Activity. Tally the lines of the entries in which the string "cannot" occurs, and say only how many.

Data section.
====
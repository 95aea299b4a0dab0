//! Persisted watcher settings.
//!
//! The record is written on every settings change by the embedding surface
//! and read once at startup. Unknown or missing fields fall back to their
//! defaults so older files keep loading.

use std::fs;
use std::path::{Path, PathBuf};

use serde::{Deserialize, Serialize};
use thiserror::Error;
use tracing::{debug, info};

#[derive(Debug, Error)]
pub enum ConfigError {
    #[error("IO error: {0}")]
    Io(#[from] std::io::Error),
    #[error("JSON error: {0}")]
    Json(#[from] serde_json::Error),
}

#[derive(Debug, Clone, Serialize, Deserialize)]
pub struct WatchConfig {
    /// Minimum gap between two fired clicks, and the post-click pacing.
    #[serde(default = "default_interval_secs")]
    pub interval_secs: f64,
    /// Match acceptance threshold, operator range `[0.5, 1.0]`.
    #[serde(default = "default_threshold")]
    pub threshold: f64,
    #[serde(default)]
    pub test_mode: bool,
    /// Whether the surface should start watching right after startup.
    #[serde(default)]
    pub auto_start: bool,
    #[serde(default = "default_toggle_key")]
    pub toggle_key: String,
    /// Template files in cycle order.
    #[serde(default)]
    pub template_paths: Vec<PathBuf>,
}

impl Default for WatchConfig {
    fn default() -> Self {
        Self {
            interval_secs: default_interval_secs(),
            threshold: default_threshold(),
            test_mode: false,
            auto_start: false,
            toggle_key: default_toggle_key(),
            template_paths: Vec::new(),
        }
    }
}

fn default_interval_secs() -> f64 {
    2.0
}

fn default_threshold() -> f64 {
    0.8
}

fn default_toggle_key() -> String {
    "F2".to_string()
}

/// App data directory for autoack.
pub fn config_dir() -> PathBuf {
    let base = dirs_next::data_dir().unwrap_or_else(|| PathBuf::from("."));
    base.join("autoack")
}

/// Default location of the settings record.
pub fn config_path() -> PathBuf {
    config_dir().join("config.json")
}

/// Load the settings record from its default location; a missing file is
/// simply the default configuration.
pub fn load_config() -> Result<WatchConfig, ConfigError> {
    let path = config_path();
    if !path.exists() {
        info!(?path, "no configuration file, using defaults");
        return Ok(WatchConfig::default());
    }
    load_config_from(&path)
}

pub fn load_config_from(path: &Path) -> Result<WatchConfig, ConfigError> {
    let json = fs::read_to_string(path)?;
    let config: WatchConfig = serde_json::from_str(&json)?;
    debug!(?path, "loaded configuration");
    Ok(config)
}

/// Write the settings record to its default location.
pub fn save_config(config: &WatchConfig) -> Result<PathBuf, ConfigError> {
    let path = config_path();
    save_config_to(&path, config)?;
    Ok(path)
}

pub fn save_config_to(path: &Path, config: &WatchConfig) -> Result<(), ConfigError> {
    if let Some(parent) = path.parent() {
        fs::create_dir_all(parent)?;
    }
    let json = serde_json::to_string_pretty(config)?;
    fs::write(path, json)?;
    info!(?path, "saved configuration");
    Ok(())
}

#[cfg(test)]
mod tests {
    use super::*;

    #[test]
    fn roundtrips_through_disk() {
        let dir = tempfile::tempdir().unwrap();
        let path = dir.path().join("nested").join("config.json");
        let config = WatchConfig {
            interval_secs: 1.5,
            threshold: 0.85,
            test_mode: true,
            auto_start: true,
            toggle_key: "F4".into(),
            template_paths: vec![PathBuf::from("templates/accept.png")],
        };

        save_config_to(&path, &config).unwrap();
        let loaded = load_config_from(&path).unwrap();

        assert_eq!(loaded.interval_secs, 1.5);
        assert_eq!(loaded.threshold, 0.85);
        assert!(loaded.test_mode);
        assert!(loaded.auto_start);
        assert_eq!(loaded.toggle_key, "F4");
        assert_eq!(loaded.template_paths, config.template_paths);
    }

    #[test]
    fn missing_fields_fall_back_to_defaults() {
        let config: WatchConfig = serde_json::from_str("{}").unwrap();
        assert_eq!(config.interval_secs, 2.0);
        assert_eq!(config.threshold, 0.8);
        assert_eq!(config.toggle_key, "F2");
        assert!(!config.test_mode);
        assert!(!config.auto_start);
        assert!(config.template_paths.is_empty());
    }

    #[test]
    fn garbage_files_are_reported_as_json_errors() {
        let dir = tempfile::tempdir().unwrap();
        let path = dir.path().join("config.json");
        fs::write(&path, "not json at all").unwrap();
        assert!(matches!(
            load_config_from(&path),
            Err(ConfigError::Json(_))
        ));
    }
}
====
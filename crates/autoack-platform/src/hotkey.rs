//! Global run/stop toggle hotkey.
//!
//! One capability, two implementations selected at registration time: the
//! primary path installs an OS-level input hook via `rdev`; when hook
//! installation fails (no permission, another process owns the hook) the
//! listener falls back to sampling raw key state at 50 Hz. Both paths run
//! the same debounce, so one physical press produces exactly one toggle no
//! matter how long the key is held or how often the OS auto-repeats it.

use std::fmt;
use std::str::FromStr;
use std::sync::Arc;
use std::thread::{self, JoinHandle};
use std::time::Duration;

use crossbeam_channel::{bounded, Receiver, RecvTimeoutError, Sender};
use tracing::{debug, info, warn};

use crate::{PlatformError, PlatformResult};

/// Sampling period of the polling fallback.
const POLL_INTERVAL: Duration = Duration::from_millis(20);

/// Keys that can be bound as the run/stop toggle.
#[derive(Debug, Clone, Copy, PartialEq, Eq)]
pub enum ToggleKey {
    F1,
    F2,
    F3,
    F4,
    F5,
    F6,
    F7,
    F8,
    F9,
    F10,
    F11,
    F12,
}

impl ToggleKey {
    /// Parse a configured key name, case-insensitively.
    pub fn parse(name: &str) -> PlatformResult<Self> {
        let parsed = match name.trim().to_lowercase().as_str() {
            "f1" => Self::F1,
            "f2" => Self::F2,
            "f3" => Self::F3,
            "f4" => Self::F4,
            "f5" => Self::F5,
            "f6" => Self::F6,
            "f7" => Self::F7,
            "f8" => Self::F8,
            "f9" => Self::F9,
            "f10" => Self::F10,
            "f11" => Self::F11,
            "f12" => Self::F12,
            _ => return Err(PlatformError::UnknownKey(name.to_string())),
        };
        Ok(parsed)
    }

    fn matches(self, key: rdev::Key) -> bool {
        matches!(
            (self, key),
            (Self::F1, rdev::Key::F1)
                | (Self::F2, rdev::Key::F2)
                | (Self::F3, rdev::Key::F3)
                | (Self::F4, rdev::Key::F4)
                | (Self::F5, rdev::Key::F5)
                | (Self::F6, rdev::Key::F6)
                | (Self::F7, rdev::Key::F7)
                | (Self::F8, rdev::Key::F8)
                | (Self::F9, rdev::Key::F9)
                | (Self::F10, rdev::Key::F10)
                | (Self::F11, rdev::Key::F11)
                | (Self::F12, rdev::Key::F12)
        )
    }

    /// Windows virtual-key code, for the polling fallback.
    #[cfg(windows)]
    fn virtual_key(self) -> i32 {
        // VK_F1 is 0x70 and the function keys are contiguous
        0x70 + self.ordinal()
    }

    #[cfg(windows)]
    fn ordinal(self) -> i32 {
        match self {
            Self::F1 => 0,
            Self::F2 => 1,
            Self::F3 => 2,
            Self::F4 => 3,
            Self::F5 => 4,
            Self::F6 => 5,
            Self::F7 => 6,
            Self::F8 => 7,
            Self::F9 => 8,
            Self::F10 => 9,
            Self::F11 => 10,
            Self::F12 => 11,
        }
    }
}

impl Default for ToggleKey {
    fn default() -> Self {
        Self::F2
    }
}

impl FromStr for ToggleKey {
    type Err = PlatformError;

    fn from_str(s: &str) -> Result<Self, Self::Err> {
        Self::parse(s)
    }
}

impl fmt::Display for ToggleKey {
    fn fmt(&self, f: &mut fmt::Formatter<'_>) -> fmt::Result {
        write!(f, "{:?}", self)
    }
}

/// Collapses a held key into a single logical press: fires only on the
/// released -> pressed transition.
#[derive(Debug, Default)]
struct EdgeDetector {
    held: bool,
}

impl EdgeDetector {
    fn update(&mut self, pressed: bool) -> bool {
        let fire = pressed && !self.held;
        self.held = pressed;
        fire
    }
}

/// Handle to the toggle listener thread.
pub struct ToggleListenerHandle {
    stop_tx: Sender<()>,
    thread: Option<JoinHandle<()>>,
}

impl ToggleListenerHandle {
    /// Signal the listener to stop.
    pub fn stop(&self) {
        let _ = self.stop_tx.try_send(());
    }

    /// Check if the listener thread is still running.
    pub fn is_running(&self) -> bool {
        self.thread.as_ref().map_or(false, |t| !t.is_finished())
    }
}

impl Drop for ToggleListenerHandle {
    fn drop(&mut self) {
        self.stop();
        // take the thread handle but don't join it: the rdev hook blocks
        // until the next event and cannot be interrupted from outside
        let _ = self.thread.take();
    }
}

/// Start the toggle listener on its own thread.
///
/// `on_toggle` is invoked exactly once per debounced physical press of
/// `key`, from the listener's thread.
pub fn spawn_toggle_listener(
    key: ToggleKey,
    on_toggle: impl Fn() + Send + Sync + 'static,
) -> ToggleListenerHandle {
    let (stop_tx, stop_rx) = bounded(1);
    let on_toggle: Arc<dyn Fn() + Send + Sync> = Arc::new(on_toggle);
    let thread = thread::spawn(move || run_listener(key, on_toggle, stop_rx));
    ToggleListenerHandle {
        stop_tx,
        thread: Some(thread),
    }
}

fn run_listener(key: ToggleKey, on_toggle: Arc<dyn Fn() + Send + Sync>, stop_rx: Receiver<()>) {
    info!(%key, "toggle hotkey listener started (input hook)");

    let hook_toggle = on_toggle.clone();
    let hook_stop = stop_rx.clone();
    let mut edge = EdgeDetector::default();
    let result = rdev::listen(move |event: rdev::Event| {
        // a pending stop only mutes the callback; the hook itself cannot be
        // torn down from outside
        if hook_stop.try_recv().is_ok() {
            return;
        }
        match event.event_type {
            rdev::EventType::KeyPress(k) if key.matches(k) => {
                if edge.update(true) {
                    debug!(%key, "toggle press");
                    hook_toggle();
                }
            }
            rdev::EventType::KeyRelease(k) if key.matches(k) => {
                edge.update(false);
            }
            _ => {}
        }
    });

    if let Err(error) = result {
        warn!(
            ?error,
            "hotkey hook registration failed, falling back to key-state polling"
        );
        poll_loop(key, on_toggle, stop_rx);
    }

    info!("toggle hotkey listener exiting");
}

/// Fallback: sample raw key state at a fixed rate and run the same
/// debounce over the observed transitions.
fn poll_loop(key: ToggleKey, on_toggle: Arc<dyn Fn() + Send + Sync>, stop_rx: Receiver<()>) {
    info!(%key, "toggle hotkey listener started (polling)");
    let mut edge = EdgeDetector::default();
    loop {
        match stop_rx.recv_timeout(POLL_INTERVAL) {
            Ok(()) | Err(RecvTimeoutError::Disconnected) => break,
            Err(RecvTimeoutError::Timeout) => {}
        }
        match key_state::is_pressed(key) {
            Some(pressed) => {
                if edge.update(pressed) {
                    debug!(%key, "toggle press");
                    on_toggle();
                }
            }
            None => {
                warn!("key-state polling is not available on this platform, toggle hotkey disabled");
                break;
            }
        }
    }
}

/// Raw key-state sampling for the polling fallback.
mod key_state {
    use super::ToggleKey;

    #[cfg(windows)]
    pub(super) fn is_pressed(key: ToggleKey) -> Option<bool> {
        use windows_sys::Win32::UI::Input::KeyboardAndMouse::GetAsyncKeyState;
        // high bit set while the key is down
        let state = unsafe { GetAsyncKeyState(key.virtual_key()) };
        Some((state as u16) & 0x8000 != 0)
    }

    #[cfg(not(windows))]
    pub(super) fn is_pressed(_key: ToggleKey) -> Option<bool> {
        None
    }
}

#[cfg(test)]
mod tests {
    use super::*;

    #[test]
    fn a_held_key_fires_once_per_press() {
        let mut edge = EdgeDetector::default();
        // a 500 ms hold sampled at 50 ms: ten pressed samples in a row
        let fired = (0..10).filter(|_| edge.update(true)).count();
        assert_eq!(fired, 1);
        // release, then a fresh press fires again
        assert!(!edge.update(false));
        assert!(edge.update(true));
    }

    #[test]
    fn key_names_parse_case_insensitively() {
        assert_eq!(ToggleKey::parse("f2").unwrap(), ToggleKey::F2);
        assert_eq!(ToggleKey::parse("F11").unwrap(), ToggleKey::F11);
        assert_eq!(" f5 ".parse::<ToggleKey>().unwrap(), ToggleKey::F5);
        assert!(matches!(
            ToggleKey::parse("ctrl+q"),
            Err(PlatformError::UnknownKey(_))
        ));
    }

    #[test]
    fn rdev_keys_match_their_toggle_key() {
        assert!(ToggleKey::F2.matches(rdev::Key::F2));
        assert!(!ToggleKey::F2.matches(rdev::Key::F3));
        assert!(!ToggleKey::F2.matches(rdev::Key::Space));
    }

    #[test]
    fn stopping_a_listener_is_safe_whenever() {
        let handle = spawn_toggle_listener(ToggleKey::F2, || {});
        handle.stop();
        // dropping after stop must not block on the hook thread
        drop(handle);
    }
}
====
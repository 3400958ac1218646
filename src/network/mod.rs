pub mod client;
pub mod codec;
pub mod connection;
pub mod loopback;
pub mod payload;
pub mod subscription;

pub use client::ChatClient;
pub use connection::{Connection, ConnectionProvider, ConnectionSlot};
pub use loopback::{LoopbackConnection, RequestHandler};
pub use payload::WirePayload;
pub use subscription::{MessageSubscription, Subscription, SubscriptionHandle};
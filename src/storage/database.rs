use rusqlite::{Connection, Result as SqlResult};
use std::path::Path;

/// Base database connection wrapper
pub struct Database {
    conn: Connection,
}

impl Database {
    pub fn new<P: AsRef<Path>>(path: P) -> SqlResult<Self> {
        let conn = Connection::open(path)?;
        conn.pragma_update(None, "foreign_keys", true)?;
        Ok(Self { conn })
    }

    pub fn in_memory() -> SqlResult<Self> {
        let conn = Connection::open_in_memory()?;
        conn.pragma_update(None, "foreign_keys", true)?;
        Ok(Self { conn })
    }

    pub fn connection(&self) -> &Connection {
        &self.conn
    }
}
====
Answer box. 2